What is needed = Find the word "struct" in the records and copy every line where it occurs.

"""

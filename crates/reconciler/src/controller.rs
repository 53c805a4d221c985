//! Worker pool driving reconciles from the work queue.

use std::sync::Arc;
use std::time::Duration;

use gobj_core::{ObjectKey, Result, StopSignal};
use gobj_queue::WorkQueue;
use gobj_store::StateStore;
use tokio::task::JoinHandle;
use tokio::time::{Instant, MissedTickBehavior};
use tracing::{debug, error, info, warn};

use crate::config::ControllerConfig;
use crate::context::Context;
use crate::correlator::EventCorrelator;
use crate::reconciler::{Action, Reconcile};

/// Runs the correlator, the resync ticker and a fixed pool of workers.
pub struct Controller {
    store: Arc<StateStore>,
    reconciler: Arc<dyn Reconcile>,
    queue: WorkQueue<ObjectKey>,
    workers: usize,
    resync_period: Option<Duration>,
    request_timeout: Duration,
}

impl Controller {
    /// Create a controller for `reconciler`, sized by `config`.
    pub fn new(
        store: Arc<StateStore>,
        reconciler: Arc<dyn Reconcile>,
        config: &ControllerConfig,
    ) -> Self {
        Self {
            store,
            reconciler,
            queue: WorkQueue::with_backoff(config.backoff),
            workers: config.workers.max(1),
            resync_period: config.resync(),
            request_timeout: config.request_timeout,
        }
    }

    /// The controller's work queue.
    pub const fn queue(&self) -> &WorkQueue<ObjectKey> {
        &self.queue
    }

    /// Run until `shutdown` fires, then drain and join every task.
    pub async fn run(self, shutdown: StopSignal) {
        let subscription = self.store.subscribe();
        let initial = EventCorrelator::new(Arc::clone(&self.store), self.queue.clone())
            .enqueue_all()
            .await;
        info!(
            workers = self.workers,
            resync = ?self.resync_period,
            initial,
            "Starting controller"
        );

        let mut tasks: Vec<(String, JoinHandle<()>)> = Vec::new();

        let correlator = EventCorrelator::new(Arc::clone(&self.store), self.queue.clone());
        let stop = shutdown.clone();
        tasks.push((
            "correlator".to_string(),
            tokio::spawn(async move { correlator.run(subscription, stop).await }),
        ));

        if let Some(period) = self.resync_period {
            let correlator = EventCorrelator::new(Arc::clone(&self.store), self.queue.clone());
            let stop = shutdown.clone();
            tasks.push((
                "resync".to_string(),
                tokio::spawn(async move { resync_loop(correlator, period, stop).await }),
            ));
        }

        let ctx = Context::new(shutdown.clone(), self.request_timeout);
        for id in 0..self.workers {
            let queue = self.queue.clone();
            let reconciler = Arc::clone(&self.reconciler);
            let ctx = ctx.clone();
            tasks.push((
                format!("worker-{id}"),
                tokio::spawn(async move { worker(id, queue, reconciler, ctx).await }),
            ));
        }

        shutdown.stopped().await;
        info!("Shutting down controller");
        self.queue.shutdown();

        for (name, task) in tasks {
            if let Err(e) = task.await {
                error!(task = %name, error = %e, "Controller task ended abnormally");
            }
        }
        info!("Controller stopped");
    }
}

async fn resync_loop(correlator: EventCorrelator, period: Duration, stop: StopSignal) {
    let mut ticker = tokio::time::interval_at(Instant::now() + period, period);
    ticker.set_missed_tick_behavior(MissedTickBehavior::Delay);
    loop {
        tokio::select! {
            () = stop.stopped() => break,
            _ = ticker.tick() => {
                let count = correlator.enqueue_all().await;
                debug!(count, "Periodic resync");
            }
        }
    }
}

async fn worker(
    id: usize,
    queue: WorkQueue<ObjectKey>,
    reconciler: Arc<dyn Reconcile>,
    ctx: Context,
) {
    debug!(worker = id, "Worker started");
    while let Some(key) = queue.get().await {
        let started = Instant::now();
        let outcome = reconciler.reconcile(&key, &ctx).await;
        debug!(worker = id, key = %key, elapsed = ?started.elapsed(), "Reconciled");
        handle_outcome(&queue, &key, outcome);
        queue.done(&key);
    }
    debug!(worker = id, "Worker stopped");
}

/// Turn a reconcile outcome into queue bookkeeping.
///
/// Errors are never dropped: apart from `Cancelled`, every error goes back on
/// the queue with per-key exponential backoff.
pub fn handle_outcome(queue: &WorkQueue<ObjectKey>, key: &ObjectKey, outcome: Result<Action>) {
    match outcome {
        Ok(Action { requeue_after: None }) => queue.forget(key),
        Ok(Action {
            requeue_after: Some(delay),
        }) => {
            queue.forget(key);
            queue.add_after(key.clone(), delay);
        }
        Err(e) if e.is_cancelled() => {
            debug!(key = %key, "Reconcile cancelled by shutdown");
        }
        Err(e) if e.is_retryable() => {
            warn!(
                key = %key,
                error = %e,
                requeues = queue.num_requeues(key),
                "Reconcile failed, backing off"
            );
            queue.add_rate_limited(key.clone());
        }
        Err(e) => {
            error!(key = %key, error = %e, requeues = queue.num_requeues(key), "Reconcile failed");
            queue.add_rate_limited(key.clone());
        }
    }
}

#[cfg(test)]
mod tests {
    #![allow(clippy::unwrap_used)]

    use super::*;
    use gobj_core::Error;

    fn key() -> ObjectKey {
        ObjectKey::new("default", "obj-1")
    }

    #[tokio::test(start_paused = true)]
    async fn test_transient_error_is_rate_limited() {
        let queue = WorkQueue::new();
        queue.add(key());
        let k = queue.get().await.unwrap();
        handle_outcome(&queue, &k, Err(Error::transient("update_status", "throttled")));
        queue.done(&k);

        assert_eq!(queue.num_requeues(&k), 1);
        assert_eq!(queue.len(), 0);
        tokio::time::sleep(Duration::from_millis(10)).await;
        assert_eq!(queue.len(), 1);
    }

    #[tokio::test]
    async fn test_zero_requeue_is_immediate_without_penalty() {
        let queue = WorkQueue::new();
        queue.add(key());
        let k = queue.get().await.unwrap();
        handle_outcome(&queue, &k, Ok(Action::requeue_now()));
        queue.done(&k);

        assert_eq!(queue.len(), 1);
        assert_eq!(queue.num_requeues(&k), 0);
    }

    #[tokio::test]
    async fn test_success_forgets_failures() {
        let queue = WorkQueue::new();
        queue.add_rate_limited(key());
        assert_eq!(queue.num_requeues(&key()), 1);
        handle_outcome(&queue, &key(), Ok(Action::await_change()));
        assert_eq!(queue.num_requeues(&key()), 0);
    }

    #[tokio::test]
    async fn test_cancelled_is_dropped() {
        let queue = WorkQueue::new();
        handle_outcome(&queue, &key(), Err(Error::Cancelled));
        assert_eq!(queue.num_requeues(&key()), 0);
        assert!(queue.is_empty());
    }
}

"""
"""

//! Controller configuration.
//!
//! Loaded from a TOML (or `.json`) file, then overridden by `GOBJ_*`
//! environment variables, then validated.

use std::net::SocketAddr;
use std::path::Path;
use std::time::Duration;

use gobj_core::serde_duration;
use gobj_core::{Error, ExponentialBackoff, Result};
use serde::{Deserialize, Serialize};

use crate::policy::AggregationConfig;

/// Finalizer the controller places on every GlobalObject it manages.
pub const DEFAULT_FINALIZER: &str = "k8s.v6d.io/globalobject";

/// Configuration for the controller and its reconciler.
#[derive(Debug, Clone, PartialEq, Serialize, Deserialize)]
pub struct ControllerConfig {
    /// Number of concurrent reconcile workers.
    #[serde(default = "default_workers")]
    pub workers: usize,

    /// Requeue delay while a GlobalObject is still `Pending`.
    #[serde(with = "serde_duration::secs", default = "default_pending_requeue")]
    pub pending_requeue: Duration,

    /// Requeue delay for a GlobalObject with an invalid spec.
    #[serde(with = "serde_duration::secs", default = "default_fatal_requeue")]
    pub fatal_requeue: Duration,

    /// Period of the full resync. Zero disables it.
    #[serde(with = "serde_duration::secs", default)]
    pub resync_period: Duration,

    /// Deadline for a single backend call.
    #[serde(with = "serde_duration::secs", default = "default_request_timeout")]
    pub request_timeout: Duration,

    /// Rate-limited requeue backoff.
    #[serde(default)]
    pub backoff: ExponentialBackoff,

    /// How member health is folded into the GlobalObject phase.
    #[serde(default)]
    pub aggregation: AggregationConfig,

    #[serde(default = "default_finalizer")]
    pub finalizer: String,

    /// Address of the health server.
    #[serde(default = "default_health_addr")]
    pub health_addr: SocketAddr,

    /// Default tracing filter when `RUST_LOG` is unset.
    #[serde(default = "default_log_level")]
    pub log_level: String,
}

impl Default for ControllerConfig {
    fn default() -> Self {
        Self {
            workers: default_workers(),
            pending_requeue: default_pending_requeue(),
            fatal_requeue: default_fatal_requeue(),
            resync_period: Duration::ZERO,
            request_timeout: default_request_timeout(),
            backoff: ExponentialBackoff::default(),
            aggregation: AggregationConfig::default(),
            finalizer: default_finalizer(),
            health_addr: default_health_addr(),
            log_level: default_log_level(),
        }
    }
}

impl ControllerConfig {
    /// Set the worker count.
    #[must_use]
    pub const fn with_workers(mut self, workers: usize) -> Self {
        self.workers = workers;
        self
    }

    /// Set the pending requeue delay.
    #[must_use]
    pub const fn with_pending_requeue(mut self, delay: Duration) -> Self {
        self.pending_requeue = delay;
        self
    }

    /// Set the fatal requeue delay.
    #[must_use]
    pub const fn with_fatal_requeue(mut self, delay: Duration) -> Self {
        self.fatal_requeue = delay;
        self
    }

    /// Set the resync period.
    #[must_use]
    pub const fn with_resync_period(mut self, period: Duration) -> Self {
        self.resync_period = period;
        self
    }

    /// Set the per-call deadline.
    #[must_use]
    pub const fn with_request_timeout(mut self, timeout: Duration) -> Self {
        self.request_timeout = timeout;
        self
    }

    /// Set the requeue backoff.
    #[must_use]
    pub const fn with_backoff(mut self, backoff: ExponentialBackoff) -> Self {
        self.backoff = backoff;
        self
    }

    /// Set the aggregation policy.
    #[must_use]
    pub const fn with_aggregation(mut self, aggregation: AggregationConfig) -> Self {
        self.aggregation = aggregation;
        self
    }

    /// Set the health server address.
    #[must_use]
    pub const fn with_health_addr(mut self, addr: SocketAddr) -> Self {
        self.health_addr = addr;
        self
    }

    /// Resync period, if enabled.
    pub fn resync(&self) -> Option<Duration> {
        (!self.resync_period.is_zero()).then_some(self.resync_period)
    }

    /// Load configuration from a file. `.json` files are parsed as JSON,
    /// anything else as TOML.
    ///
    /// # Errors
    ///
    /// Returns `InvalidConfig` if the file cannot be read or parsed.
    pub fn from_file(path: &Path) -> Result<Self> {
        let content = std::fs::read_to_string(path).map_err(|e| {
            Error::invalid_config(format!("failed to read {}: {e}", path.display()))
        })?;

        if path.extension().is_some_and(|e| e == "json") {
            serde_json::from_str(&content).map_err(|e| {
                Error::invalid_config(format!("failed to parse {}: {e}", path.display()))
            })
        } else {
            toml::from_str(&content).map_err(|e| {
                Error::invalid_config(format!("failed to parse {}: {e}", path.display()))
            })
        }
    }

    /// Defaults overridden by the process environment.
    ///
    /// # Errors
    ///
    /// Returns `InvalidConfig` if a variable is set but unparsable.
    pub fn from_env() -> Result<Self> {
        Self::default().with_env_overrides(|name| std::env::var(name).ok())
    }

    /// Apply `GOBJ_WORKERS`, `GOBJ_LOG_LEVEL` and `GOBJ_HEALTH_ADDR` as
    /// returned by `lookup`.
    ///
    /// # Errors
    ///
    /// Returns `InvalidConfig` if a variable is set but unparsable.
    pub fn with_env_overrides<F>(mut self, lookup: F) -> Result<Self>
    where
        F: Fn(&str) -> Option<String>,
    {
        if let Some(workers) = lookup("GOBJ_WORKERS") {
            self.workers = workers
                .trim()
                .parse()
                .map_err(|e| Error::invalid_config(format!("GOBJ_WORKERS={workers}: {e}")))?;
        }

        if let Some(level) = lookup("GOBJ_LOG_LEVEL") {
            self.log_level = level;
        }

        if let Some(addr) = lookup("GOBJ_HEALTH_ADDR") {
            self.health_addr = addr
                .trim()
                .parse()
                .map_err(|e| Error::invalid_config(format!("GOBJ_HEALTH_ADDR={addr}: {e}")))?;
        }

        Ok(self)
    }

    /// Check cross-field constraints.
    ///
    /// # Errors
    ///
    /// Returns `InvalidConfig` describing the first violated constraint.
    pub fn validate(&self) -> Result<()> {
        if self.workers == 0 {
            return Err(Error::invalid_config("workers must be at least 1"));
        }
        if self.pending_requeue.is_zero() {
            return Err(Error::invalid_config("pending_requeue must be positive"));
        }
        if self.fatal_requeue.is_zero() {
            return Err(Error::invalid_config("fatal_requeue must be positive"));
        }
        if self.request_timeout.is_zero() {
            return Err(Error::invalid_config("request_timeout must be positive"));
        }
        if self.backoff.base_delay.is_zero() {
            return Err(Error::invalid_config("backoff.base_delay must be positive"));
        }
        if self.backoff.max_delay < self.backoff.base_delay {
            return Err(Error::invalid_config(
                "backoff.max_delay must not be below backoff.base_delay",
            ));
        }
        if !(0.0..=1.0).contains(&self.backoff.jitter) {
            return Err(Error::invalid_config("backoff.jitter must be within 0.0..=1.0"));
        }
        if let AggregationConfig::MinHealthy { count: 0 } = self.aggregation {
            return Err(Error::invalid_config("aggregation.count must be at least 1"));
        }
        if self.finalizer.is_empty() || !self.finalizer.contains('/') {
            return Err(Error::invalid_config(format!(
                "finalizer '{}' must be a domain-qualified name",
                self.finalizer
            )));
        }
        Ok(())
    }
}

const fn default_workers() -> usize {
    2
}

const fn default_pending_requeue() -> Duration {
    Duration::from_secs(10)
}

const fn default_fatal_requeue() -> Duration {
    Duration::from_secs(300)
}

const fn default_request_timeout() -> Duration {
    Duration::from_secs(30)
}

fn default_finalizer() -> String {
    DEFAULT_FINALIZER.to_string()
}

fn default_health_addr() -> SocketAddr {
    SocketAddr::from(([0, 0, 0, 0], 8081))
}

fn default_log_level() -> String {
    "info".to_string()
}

"""

Result of this task =
pub struct Controller {
pub struct ControllerConfig {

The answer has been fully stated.